Botma was self-aware enough to know he lacked the wherewithal to instill fear: “As a little kid working with adults, I had a very high-pitched voice,” he said. “I was, at the time, five foot, three inches tall and weighed less than 100 pounds. The idea of putting fear into these people’s hearts to pay me didn’t make sense to me.”
Clearly, intimidation tactics were out. Botma opted to take a different path: “I didn’t have anything else to lose because I was just a high school kid,” he reasoned. “I decided to do things differently, and my approach was I assumed if they were past due on a credit card something happened in their lives. They either forgot or something was going on.

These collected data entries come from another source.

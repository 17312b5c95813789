//! Random binary CSP instances.
//!
//! Instances follow the usual `<n, d, p1, p2>` parametrisation: `n`
//! variables with domain `{0, .., d-1}`, each pair constrained with
//! probability `p1` (density), and each value pair of a constraint
//! forbidden with probability `p2` (tightness).
//!
//! Forbidden pairs are not stored. Each constraint draws a salt from the
//! seeded generator and decides a pair by hashing `(salt, a, b)`, so an
//! instance is a pure function of its configuration.

use rand::rngs::StdRng;
use rand::{Rng, SeedableRng};

#[cfg(feature = "serde")]
use serde::{Deserialize, Serialize};

use super::model::Csp;
use super::variables::{Value, Variable};

/// Parameters of a random binary CSP.
///
/// # Examples
///
/// ```
/// use u_propagate::csp::RandomCspConfig;
///
/// let config = RandomCspConfig::default()
///     .with_variables(8)
///     .with_domain_size(4)
///     .with_density(0.5)
///     .with_tightness(0.3)
///     .with_seed(7);
/// let csp = config.generate().unwrap();
/// assert_eq!(csp.variable_count(), 8);
/// ```
#[derive(Debug, Clone, PartialEq)]
#[cfg_attr(feature = "serde", derive(Serialize, Deserialize))]
pub struct RandomCspConfig {
    /// Number of variables.
    pub variables: usize,
    /// Size of every domain.
    pub domain_size: usize,
    /// Probability that a pair of variables is constrained.
    pub density: f64,
    /// Probability that a value pair is forbidden in a constraint.
    pub tightness: f64,
    /// Random seed.
    pub seed: u64,
}

impl Default for RandomCspConfig {
    fn default() -> Self {
        Self {
            variables: 10,
            domain_size: 5,
            density: 0.4,
            tightness: 0.3,
            seed: 42,
        }
    }
}

impl RandomCspConfig {
    pub fn with_variables(mut self, n: usize) -> Self {
        self.variables = n;
        self
    }

    pub fn with_domain_size(mut self, d: usize) -> Self {
        self.domain_size = d;
        self
    }

    pub fn with_density(mut self, p: f64) -> Self {
        self.density = p;
        self
    }

    pub fn with_tightness(mut self, p: f64) -> Self {
        self.tightness = p;
        self
    }

    pub fn with_seed(mut self, seed: u64) -> Self {
        self.seed = seed;
        self
    }

    /// Validates the configuration.
    pub fn validate(&self) -> Result<(), String> {
        if self.variables == 0 {
            return Err("variables must be positive".into());
        }
        if self.domain_size == 0 {
            return Err("domain_size must be positive".into());
        }
        if !(0.0..=1.0).contains(&self.density) {
            return Err(format!("density must be in [0, 1], got {}", self.density));
        }
        if !(0.0..=1.0).contains(&self.tightness) {
            return Err(format!(
                "tightness must be in [0, 1], got {}",
                self.tightness
            ));
        }
        Ok(())
    }

    /// Builds the instance described by this configuration.
    pub fn generate(&self) -> Result<Csp, String> {
        self.validate()?;

        let mut rng = StdRng::seed_from_u64(self.seed);
        let mut csp = Csp::new(format!(
            "random<{},{},{},{}>",
            self.variables, self.domain_size, self.density, self.tightness
        ));

        let max_value = self.domain_size as Value - 1;
        let vars: Vec<_> = (0..self.variables)
            .map(|i| csp.add_variable(Variable::range(format!("x{i}"), 0, max_value)))
            .collect();

        // a pair is allowed when its hash lands at or above the tightness
        let tightness = self.tightness;
        for i in 0..vars.len() {
            for j in (i + 1)..vars.len() {
                if !rng.random_bool(self.density) {
                    continue;
                }
                let salt: u64 = rng.random();
                csp.add_predicate(format!("r({i},{j})"), vec![vars[i], vars[j]], move |t| {
                    unit_interval(mix(salt, t[0], t[1])) >= tightness
                })
                .map_err(|e| e.to_string())?;
            }
        }

        Ok(csp)
    }
}

/// SplitMix64 finaliser over the salt and both values.
fn mix(salt: u64, a: Value, b: Value) -> u64 {
    let mut z = salt
        ^ (a as u64).wrapping_mul(0x9E37_79B9_7F4A_7C15)
        ^ (b as u64).wrapping_mul(0xC2B2_AE3D_27D4_EB4F);
    z = (z ^ (z >> 30)).wrapping_mul(0xBF58_476D_1CE4_E5B9);
    z = (z ^ (z >> 27)).wrapping_mul(0x94D0_49BB_1331_11EB);
    z ^ (z >> 31)
}

fn unit_interval(h: u64) -> f64 {
    (h >> 11) as f64 / (1u64 << 53) as f64
}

“When I’d called these people, I’d never ask for a payment. I just would ask what happened, take notes and the next time I’d call them I’d look at my notes and say hey, how is your leg doing? How’s the injury? Is grandma feeling better? Have you found that job yet? How did the job interview go? I built a relationship with these folks.”
Back at school, his phone would soon blow up. “What would happen over a period of time when I was in school is that my phone would ring and the people who were on my team would have to take my calls and they were getting payments.”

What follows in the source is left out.